Data shown START

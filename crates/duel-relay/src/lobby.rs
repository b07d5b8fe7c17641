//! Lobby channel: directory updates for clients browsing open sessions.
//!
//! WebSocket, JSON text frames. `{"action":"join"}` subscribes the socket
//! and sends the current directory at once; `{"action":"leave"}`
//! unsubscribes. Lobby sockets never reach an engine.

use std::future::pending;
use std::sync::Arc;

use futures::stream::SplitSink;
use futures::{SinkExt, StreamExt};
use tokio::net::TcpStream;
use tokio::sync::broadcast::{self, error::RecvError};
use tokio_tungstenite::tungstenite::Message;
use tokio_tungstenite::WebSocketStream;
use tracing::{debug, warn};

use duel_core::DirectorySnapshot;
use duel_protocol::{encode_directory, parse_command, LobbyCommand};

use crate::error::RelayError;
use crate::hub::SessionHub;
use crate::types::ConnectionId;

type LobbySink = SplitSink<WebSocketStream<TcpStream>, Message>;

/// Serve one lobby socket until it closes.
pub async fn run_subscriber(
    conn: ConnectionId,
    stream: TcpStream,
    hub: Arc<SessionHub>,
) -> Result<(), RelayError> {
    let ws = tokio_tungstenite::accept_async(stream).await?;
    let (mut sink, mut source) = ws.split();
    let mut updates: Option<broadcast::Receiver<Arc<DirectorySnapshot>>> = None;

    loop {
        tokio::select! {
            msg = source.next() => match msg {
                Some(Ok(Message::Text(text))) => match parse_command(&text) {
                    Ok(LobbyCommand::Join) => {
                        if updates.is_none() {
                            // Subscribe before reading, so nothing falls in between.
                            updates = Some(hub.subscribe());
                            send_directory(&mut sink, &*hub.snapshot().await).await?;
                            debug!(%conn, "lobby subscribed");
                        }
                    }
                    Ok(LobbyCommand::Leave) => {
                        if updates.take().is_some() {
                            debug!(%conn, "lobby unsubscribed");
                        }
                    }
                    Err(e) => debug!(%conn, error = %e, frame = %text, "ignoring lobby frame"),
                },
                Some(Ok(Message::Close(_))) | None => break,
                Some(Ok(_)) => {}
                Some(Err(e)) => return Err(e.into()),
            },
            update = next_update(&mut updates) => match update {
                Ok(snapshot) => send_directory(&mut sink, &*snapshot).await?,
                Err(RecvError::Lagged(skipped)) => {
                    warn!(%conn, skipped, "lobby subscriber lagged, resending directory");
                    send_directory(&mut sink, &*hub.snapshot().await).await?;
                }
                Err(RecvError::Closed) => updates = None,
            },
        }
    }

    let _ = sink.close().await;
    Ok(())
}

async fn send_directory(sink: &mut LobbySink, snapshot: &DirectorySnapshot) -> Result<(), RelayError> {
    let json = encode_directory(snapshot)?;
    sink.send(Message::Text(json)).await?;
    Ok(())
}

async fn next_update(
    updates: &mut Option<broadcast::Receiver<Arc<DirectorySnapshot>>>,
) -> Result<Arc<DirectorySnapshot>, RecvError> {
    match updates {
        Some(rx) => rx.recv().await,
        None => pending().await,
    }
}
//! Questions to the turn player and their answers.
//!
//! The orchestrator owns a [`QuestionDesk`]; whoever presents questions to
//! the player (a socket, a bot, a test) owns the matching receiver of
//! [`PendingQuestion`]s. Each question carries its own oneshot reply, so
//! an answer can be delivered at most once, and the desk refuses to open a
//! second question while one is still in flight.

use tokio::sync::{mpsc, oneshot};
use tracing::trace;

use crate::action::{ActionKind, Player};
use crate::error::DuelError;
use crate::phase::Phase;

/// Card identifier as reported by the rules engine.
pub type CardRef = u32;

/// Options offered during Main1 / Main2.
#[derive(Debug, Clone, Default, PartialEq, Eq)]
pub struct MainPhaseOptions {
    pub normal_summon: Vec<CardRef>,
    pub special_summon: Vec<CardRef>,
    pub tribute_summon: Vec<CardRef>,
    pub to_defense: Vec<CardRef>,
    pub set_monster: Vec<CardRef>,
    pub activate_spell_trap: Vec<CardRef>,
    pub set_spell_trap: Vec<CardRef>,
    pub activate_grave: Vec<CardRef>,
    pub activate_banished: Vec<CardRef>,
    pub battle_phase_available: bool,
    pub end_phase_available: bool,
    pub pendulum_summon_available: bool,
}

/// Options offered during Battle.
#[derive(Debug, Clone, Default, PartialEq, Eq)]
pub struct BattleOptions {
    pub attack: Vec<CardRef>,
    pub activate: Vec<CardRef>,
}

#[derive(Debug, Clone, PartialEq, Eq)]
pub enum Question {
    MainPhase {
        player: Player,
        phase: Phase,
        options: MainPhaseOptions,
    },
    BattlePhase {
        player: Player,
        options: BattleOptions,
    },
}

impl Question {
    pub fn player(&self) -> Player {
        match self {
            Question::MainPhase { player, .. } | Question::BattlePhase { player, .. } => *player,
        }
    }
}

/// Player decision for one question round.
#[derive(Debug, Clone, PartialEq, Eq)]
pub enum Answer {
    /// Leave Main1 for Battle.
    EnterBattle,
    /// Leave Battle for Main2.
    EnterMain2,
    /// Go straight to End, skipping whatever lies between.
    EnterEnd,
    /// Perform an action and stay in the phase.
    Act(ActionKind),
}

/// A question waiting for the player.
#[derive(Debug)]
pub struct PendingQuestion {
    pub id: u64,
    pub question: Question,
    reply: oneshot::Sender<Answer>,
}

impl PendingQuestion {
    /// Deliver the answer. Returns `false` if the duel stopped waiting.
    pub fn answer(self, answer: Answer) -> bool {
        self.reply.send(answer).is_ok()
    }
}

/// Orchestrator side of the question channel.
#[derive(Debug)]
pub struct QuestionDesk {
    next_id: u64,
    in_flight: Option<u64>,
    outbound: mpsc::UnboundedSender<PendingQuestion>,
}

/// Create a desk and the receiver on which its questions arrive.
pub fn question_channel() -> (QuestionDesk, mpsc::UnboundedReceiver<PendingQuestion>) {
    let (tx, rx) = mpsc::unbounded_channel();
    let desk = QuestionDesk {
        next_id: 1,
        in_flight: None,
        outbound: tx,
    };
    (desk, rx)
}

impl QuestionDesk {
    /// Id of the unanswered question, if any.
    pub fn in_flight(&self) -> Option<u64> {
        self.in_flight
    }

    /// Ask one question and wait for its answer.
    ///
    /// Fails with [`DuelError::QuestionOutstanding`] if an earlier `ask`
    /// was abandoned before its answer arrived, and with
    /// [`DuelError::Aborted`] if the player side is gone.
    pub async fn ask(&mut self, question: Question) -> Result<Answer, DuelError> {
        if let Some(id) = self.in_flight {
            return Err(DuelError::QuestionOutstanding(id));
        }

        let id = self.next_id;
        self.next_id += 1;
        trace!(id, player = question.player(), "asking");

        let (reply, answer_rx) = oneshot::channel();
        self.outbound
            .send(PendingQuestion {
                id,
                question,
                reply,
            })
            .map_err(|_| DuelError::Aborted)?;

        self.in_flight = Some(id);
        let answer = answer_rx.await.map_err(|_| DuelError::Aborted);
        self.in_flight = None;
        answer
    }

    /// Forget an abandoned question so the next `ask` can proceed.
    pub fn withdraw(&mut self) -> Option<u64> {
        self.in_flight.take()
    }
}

Data shown END
Data shown START

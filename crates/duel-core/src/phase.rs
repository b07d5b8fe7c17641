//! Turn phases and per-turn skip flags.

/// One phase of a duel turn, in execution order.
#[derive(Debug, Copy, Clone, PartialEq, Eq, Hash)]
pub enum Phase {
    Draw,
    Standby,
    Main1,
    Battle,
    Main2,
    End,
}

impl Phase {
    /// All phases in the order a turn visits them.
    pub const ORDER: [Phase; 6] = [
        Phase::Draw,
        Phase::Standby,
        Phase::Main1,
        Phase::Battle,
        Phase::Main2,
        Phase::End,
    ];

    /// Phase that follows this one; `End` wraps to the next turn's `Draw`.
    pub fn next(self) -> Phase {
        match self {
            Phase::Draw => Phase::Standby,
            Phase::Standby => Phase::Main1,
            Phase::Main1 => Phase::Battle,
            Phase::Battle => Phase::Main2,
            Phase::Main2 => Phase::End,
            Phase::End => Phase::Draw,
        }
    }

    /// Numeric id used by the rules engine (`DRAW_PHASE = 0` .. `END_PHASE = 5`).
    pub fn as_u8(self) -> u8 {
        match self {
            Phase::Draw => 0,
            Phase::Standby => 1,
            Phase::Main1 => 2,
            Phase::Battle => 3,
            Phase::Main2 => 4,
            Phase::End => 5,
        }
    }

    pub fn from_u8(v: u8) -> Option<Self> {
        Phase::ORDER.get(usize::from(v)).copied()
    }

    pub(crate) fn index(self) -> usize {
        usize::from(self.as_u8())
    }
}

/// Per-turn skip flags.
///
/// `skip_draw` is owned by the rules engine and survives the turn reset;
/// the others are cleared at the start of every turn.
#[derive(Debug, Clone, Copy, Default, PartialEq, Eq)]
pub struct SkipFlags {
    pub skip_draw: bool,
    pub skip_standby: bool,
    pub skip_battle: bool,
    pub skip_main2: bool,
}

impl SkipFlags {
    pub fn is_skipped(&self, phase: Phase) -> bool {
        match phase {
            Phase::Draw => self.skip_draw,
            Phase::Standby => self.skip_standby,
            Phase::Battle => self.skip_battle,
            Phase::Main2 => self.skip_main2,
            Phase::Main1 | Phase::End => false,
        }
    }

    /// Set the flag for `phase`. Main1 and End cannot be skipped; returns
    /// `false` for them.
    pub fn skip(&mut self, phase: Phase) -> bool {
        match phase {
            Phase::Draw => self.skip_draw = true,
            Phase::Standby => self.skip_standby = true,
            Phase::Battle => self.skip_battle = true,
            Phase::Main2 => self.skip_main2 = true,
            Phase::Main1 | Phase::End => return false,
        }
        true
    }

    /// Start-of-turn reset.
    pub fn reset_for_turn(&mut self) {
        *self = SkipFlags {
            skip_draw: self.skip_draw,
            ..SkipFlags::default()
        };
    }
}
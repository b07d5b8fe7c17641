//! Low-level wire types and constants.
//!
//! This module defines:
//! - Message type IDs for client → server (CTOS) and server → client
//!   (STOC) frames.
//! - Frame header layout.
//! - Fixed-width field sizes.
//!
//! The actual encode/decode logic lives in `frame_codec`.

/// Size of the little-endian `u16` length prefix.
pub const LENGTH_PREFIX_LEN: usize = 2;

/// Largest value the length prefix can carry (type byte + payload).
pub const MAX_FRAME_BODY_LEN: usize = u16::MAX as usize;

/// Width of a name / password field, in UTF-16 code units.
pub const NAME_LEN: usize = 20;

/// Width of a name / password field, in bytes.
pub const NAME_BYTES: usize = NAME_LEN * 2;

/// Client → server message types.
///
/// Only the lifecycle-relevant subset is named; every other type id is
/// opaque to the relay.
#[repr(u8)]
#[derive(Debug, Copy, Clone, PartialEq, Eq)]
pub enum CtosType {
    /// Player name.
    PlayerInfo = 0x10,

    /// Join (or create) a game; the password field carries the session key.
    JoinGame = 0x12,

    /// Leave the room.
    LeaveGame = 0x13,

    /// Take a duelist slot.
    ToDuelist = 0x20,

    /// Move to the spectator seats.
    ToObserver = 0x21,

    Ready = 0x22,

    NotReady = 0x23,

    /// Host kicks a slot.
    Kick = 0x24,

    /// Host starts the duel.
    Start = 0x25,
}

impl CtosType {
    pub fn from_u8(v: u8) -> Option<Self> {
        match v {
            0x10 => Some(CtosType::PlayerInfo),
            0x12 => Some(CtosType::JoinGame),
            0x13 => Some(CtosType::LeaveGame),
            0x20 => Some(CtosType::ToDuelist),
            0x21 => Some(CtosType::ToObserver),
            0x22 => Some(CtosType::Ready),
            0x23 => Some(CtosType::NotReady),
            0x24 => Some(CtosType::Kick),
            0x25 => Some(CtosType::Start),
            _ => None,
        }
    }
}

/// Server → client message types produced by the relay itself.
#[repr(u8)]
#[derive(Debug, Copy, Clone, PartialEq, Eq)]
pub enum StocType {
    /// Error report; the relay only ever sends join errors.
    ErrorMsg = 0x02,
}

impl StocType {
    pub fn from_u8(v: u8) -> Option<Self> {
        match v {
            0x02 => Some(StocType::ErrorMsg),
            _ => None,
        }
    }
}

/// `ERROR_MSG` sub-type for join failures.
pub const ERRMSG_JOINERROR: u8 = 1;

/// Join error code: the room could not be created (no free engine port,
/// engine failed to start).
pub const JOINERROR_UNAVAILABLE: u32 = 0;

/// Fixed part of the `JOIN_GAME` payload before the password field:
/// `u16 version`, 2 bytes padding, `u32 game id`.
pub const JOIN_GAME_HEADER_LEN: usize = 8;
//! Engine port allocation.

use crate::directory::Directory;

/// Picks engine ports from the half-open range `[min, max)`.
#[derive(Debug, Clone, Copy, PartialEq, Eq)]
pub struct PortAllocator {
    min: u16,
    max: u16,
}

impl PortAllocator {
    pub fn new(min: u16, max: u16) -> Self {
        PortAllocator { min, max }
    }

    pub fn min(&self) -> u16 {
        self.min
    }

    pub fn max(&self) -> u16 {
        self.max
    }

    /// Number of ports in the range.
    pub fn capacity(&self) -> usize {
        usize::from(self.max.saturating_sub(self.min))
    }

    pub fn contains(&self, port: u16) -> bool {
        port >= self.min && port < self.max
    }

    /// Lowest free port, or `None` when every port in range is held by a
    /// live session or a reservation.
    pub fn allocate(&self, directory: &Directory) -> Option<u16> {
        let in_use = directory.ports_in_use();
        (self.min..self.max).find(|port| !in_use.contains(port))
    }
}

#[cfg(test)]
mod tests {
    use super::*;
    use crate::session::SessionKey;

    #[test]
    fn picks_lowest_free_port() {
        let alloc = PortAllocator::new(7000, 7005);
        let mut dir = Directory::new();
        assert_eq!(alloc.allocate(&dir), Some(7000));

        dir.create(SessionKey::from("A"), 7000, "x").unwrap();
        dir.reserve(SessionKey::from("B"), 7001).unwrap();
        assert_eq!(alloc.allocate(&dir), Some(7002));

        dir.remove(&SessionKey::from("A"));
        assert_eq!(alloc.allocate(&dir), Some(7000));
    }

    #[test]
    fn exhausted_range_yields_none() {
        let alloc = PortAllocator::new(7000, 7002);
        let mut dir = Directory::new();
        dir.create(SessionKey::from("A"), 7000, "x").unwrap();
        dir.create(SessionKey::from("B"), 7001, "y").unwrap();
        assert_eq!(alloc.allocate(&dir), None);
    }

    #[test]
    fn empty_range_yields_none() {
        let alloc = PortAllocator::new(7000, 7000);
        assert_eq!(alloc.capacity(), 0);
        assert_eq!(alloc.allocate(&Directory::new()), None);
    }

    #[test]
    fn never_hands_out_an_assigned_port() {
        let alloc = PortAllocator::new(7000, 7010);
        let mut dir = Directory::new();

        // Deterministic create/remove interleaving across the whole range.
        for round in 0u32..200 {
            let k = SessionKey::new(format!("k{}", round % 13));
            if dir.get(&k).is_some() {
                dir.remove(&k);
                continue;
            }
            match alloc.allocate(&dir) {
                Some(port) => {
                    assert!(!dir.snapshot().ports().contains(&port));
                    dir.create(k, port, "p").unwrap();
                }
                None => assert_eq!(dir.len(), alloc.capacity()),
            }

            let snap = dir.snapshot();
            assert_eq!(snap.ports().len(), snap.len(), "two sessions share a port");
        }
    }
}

Data shown END

** Problem requirements **
The lines sought are those in the data above that include the string "PlayerInfo"; copy each one.

** Answer to the exercise **
    PlayerInfo = 0x10,
            0x10 => Some(CtosType::PlayerInfo),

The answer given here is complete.